Whichever lines of the material contain "piece", copy each of them.

■ ■ ■ ■ ■ ■ ■

//! Per-parse settings.

use crate::result::ParseCallError;

/// Settings for one parse.
#[derive(Debug, Clone, PartialEq, Eq)]
pub struct ParseOptions {
    /// Byte offset to start parsing at. Offsets in the result are still
    /// relative to the start of the whole text.
    pub start_offset: usize,

    /// Keep the ranges of comments in the result.
    pub collect_comments: bool,

    /// Stop parsing, as if at the end of the text, where this marker is
    /// found at the start of a token.
    pub stop_marker: Option<String>,

    /// How deeply braces, code blocks and prefix operators may nest.
    pub max_depth: usize,
}

impl ParseOptions {
    /// The default nesting limit.
    pub const MAX_DEPTH: usize = 128;

    pub fn new() -> Self {
        ParseOptions::default()
    }

    pub fn start_offset(mut self, offset: usize) -> Self {
        self.start_offset = offset;
        self
    }

    pub fn collect_comments(mut self, collect: bool) -> Self {
        self.collect_comments = collect;
        self
    }

    pub fn stop_marker(mut self, marker: impl Into<String>) -> Self {
        self.stop_marker = Some(marker.into());
        self
    }

    pub fn max_depth(mut self, depth: usize) -> Self {
        self.max_depth = depth;
        self
    }

    /// Check the options make sense for `text`.
    pub(crate) fn check(&self, text: &str) -> Result<(), ParseCallError> {
        if self.start_offset > text.len() {
            return Err(ParseCallError::InvalidOptions(format!(
                "start offset {} is past the end of the text ({} bytes)",
                self.start_offset,
                text.len()
            )));
        }

        if !text.is_char_boundary(self.start_offset) {
            return Err(ParseCallError::InvalidOptions(format!(
                "start offset {} is not on a character boundary",
                self.start_offset
            )));
        }

        if matches!(&self.stop_marker, Some(marker) if marker.is_empty()) {
            return Err(ParseCallError::InvalidOptions(
                "stop marker must not be empty".into(),
            ));
        }

        if self.max_depth == 0 {
            return Err(ParseCallError::InvalidOptions(
                "maximum depth must be at least 1".into(),
            ));
        }

        Ok(())
    }
}

impl Default for ParseOptions {
    fn default() -> Self {
        ParseOptions {
            start_offset: 0,
            collect_comments: false,
            stop_marker: None,
            max_depth: ParseOptions::MAX_DEPTH,
        }
    }
}

#[cfg(test)]
mod tests {
    use super::*;

    #[test]
    fn defaults_are_fine() {
        assert!(ParseOptions::default().check("").is_ok());
    }

    #[test]
    fn bad_options() {
        assert!(ParseOptions::new().start_offset(4).check("abc").is_err());
        assert!(ParseOptions::new().start_offset(1).check("é").is_err());
        assert!(ParseOptions::new().stop_marker("").check("abc").is_err());
        assert!(ParseOptions::new().max_depth(0).check("abc").is_err());
        assert!(ParseOptions::new().start_offset(3).check("abc").is_ok());
    }
}
#[test]
fn unicode_offsets_are_bytes() {
    let result = clean("é + ü");
    let tree = result.tree();
    let info = tree
        .iter()
        .find(|n| matches!(n.kind(), NodeKind::OperatorInfo { .. }))
        .unwrap();
    assert_eq!(info.range().start(), 3);
    assert_eq!(show(&result), "(+ é ü)");
}
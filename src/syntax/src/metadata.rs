//! Metadata attached to a declaration.
//!
//! # Grammar
//!
//! [`Metadata`] := `::metadata` CODE_BLOCK
//!
//! The block holds assignments, `::metadata { author = 'me'; since = 2 }`,
//! and applies to the operand after it, like a `[...]` prefix does.

use parser::{
    custom::{
        CustomExpressionItem, CustomItem, CustomItemCategory, CustomParseContext,
        CustomParseError,
    },
    ErrorSink, ExpressionTree, Node, NodeKind, ParseErrorItem, TextRange,
};

use crate::ids::{error::METADATA_NOT_ASSIGNMENT, operator::ASSIGN};

/// A `::metadata { ... }` prefix item.
#[derive(Debug, Clone, Copy, PartialEq, Eq, Default)]
pub struct Metadata;

impl CustomExpressionItem for Metadata {
    fn name(&self) -> &str {
        "metadata"
    }

    /// Every entry in the block should be an assignment.
    fn on_parsed(&self, node: &Node, tree: &ExpressionTree, errors: &mut dyn ErrorSink) {
        let block = node
            .regular_items()
            .iter()
            .find(|child| matches!(tree[**child].kind(), NodeKind::CodeBlock { .. }));

        let block = match block {
            Some(block) => *block,
            None => return,
        };

        for entry in tree.expression_items(block) {
            if !is_assignment(entry, tree) {
                errors.add_error(ParseErrorItem::new(
                    entry.start(),
                    METADATA_NOT_ASSIGNMENT,
                    "metadata entries must look like 'name = value'",
                    false,
                ));
            }
        }
    }
}

fn is_assignment(entry: &Node, tree: &ExpressionTree) -> bool {
    match entry.kind() {
        NodeKind::Operator {
            info,
            left: Some(_),
            right: Some(_),
        } => matches!(
            tree[*info].kind(),
            NodeKind::OperatorInfo { operator, .. } if *operator == ASSIGN
        ),
        _ => false,
    }
}

pub(crate) fn parse(context: &mut CustomParseContext) -> Result<Option<CustomItem>, CustomParseError> {
    context.skip_whitespace_and_comments();
    if context.parse_code_block().is_none() {
        return Err(CustomParseError::new("expected a code block after '::metadata'"));
    }

    let range = TextRange::new(context.trigger().start(), context.last_token_end());
    Ok(Some(CustomItem::new(
        CustomItemCategory::Prefix,
        range,
        Metadata,
    )))
}
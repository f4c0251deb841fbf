//! Input Manager

use std::path::PathBuf;

/// A unique ID that corresponds to a piece of input tracked by an
/// [`InputCoordinator`].
///
/// This is used to manage source maps used for diagnostics.
#[derive(Debug, Clone, Copy, PartialEq, PartialOrd, Eq, Ord, Hash)]
pub struct InputId(usize);

/// Keeps every piece of input we've parsed around so diagnostics can show the
/// code they refer to.
#[derive(Debug, Default)]
pub struct InputCoordinator {
    /// Inputs, where [`InputId`] are the corresponding indexes.
    inputs: Vec<Input>,
}

impl InputCoordinator {
    pub fn repl_input(&mut self, buffer: String) -> InputId {
        self.push(buffer, Name::Repl)
    }

    pub fn eval_input(&mut self, buffer: String) -> InputId {
        self.push(buffer, Name::Eval)
    }

    pub fn file_input(&mut self, buffer: String, path: PathBuf) -> InputId {
        self.push(buffer, Name::File(path))
    }

    fn push(&mut self, buffer: String, name: Name) -> InputId {
        let id = self.inputs.len();
        self.inputs.push(Input { buffer, name });
        InputId(id)
    }

    /// The text of some input, if the id belongs to this coordinator.
    pub fn get_input_buffer(&self, id: InputId) -> Option<&str> {
        self.inputs.get(id.0).map(|i| i.buffer.as_str())
    }

    pub fn get_input_name(&self, id: InputId) -> Option<String> {
        let input = self.inputs.get(id.0)?;
        let name = match &input.name {
            Name::File(path) => format!("{}", path.display()),
            Name::Repl => format!("<repl {}>", id.0),
            Name::Eval if id.0 == 0 => "<eval>".into(),
            Name::Eval => format!("<eval-{}>", id.0),
        };
        Some(name)
    }
}

/// A piece of input has a name, and a buffer which contains it's code.
#[derive(Debug)]
struct Input {
    name: Name,
    buffer: String,
}

/// A piece of input is named based on where it came from.
///
/// Usually this is a path to the file we loaded, but it could also be the repl
/// or an an `eval` expression at the command line.
#[derive(Debug)]
enum Name {
    Repl,
    Eval,
    File(PathBuf),
}

#[cfg(test)]
mod tests {
    use super::*;

    #[test]
    fn names() {
        let mut inputs = InputCoordinator::default();
        let eval = inputs.eval_input("1".into());
        let repl = inputs.repl_input("2".into());
        let file = inputs.file_input("3".into(), "a/b.txt".into());

        assert_eq!(inputs.get_input_name(eval).as_deref(), Some("<eval>"));
        assert_eq!(inputs.get_input_name(repl).as_deref(), Some("<repl 1>"));
        assert_eq!(inputs.get_input_name(file).as_deref(), Some("a/b.txt"));
        assert_eq!(inputs.get_input_buffer(file), Some("3"));
    }
}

■ ■ ■ ■ ■ ■ ■

TASK OUTPUT
/// A unique ID that corresponds to a piece of input tracked by an
/// Keeps every piece of input we've parsed around so diagnostics can show the
/// A piece of input has a name, and a buffer which contains it's code.
/// A piece of input is named based on where it came from.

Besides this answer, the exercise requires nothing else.